Pattern 1: Match the Rung to the Threat, Document the Residual Risk

threat -> acceptable residual risk -> cheapest rung that meets it.
Write down what you are NOT protected against (e.g., "shared-host side
channels; kernel 0-days reachable through gVisor's filter"). An undocumented
residual risk becomes someone's surprise breach.

Pattern 2: Interpose a Small Component Between Guest and Big Component

Don't harden the kernel; stop the guest from calling it (gVisor, microVM).
Don't trust the engine alone; wrap it. The strong move is interposition of a
small, auditable shim, not perfection of a large shared dependency.

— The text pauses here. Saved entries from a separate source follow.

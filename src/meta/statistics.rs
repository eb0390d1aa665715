//! Descriptive statistics of a collection.

use std::cmp::Ordering;

use crate::convert::traversable_sort_by;
use crate::value::{SortFlags, Value};

/// An immutable snapshot of descriptive statistics.
///
/// Values are sorted ascending (stable, by [`SortFlags`] or a comparator),
/// then read as floats. An empty input gives a count of `0`, every numeric
/// field `0.0`, and an even count.
///
/// # Examples
///
/// ```rust
/// use traverso::meta::Statistics;
/// use traverso::traversable;
///
/// let statistics = Statistics::new(traversable![4, 1, 3, 2]);
/// assert_eq!(statistics.count(), 4);
/// assert_eq!(statistics.min(), 1.0);
/// assert_eq!(statistics.max(), 4.0);
/// assert_eq!(statistics.sum(), 10.0);
/// assert_eq!(statistics.average(), 2.5);
/// assert_eq!(statistics.median_floor(), 2.0);
/// assert_eq!(statistics.median_ceil(), 3.0);
/// assert_eq!(statistics.median_average(), 2.5);
/// assert!(statistics.count_is_even());
/// ```
#[derive(Debug, Clone, Copy, PartialEq)]
#[cfg_attr(feature = "serde", derive(serde::Serialize))]
pub struct Statistics {
    count: usize,
    min: f64,
    max: f64,
    sum: f64,
    average: f64,
    median_floor: f64,
    median_ceil: f64,
    median_average: f64,
    count_is_even: bool,
    count_is_odd: bool,
}

impl Default for Statistics {
    fn default() -> Self {
        Self {
            count: 0,
            min: 0.0,
            max: 0.0,
            sum: 0.0,
            average: 0.0,
            median_floor: 0.0,
            median_ceil: 0.0,
            median_average: 0.0,
            count_is_even: true,
            count_is_odd: false,
        }
    }
}

impl Statistics {
    /// Computes statistics under the loose natural ordering.
    pub fn new(input: impl Into<Value>) -> Self {
        Self::with_flags(input, SortFlags::Regular)
    }

    /// Computes statistics, sorting with the given mode.
    pub fn with_flags(input: impl Into<Value>, flags: SortFlags) -> Self {
        Self::by(input, |left, right| flags.compare(left, right))
    }

    /// Computes statistics, sorting with a caller comparator.
    pub fn by<F>(input: impl Into<Value>, comparator: F) -> Self
    where
        F: FnMut(&Value, &Value) -> Ordering,
    {
        let sorted: Vec<f64> = traversable_sort_by(comparator, input)
            .values()
            .map(Value::to_f64)
            .collect();
        Self::from_sorted(&sorted)
    }

    #[allow(clippy::cast_precision_loss)]
    fn from_sorted(sorted: &[f64]) -> Self {
        let (Some(&min), Some(&max)) = (sorted.first(), sorted.last()) else {
            return Self::default();
        };
        let count = sorted.len();
        let sum: f64 = sorted.iter().sum();
        let count_is_odd = count % 2 == 1;
        let middle = count / 2;
        let (median_floor, median_ceil) = if count_is_odd {
            (sorted[middle], sorted[middle])
        } else {
            (sorted[middle - 1], sorted[middle])
        };
        let median_average = if count_is_odd {
            median_floor
        } else {
            (median_floor + median_ceil) / 2.0
        };
        Self {
            count,
            min,
            max,
            sum,
            average: sum / count as f64,
            median_floor,
            median_ceil,
            median_average,
            count_is_even: !count_is_odd,
            count_is_odd,
        }
    }

    /// Number of values.
    pub const fn count(&self) -> usize {
        self.count
    }

    /// Smallest value.
    pub const fn min(&self) -> f64 {
        self.min
    }

    /// Largest value.
    pub const fn max(&self) -> f64 {
        self.max
    }

    /// Sum of the values.
    pub const fn sum(&self) -> f64 {
        self.sum
    }

    /// Arithmetic mean.
    pub const fn average(&self) -> f64 {
        self.average
    }

    /// Lower median: the middle value, or the lower of the two middle values.
    pub const fn median_floor(&self) -> f64 {
        self.median_floor
    }

    /// Upper median: the middle value, or the upper of the two middle values.
    pub const fn median_ceil(&self) -> f64 {
        self.median_ceil
    }

    /// Mean of [`median_floor`](Self::median_floor) and
    /// [`median_ceil`](Self::median_ceil).
    pub const fn median_average(&self) -> f64 {
        self.median_average
    }

    /// Whether the count is even (including zero).
    pub const fn count_is_even(&self) -> bool {
        self.count_is_even
    }

    /// Whether the count is odd.
    pub const fn count_is_odd(&self) -> bool {
        self.count_is_odd
    }
}

/// Shorthand for [`Statistics::with_flags`].
pub fn statistics(input: impl Into<Value>, flags: SortFlags) -> Statistics {
    Statistics::with_flags(input, flags)
}

#[cfg(test)]
mod tests {
    use super::*;
    use crate::traversable;
    use rstest::rstest;

    #[rstest]
    fn empty_input_is_all_zero() {
        let statistics = Statistics::new(Value::Null);
        assert_eq!(statistics, Statistics::default());
        assert_eq!(statistics.count(), 0);
        assert!(statistics.count_is_even());
        assert!(!statistics.count_is_odd());
    }

    #[rstest]
    fn single_value() {
        let statistics = Statistics::new(traversable![5]);
        assert_eq!(statistics.count(), 1);
        assert_eq!(statistics.min(), 5.0);
        assert_eq!(statistics.max(), 5.0);
        assert_eq!(statistics.sum(), 5.0);
        assert_eq!(statistics.average(), 5.0);
        assert_eq!(statistics.median_floor(), 5.0);
        assert_eq!(statistics.median_ceil(), 5.0);
        assert_eq!(statistics.median_average(), 5.0);
        assert!(statistics.count_is_odd());
    }

    #[rstest]
    fn odd_count_uses_the_middle_value() {
        let statistics = Statistics::new(traversable![9, 1, 5]);
        assert_eq!(statistics.median_floor(), 5.0);
        assert_eq!(statistics.median_ceil(), 5.0);
        assert_eq!(statistics.median_average(), 5.0);
    }

    #[rstest]
    fn numeric_strings_are_read_as_numbers() {
        let statistics = Statistics::new(traversable!["10", "9", "1.5"]);
        assert_eq!(statistics.min(), 1.5);
        assert_eq!(statistics.max(), 10.0);
    }

    #[rstest]
    fn string_mode_changes_the_order() {
        let statistics = Statistics::with_flags(traversable!["10", "9"], SortFlags::String);
        assert_eq!(statistics.min(), 10.0);
        assert_eq!(statistics.max(), 9.0);
    }

    #[rstest]
    fn comparator_defines_the_order() {
        let statistics = Statistics::by(traversable![1, 2, 3], |left, right| {
            SortFlags::Regular.compare(right, left)
        });
        assert_eq!(statistics.min(), 3.0);
        assert_eq!(statistics.max(), 1.0);
        assert_eq!(statistics.median_average(), 2.0);
    }

    #[rstest]
    #[case(SortFlags::Regular)]
    #[case(SortFlags::Numeric)]
    fn mixed_values_with_nan_still_count_every_value(#[case] flags: SortFlags) {
        let pool = [
            Value::Int(4),
            Value::Float(f64::NAN),
            Value::Bool(true),
            Value::from("a"),
            Value::Null,
            Value::Int(-2),
            Value::from("10"),
        ];
        let input: crate::value::Traversable =
            (0..40).map(|index| pool[(index * 3 + index / 5) % pool.len()].clone()).collect();
        let statistics = Statistics::with_flags(input, flags);
        assert_eq!(statistics.count(), 40);
        assert!(statistics.count_is_even());
    }
}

Pattern 3: Capabilities Instead of Ambient Authority at Every Broker

Any host function / broker that acts on guest-supplied references:
  pass an unforgeable handle that NAMES + AUTHORIZES one resource.
  never act on a path/ID/name using the broker's own ambient permissions.
This is the only structural cure for the confused-deputy class.

Pattern 4: Resolve-Then-Hold to Kill TOCTOU

Resolve the object ONCE (open the fd, with O_NOFOLLOW where relevant),
validate the OBJECT you hold, then use the SAME object. Copy guest-supplied
scalars into host memory once and validate the copy. Never re-resolve names.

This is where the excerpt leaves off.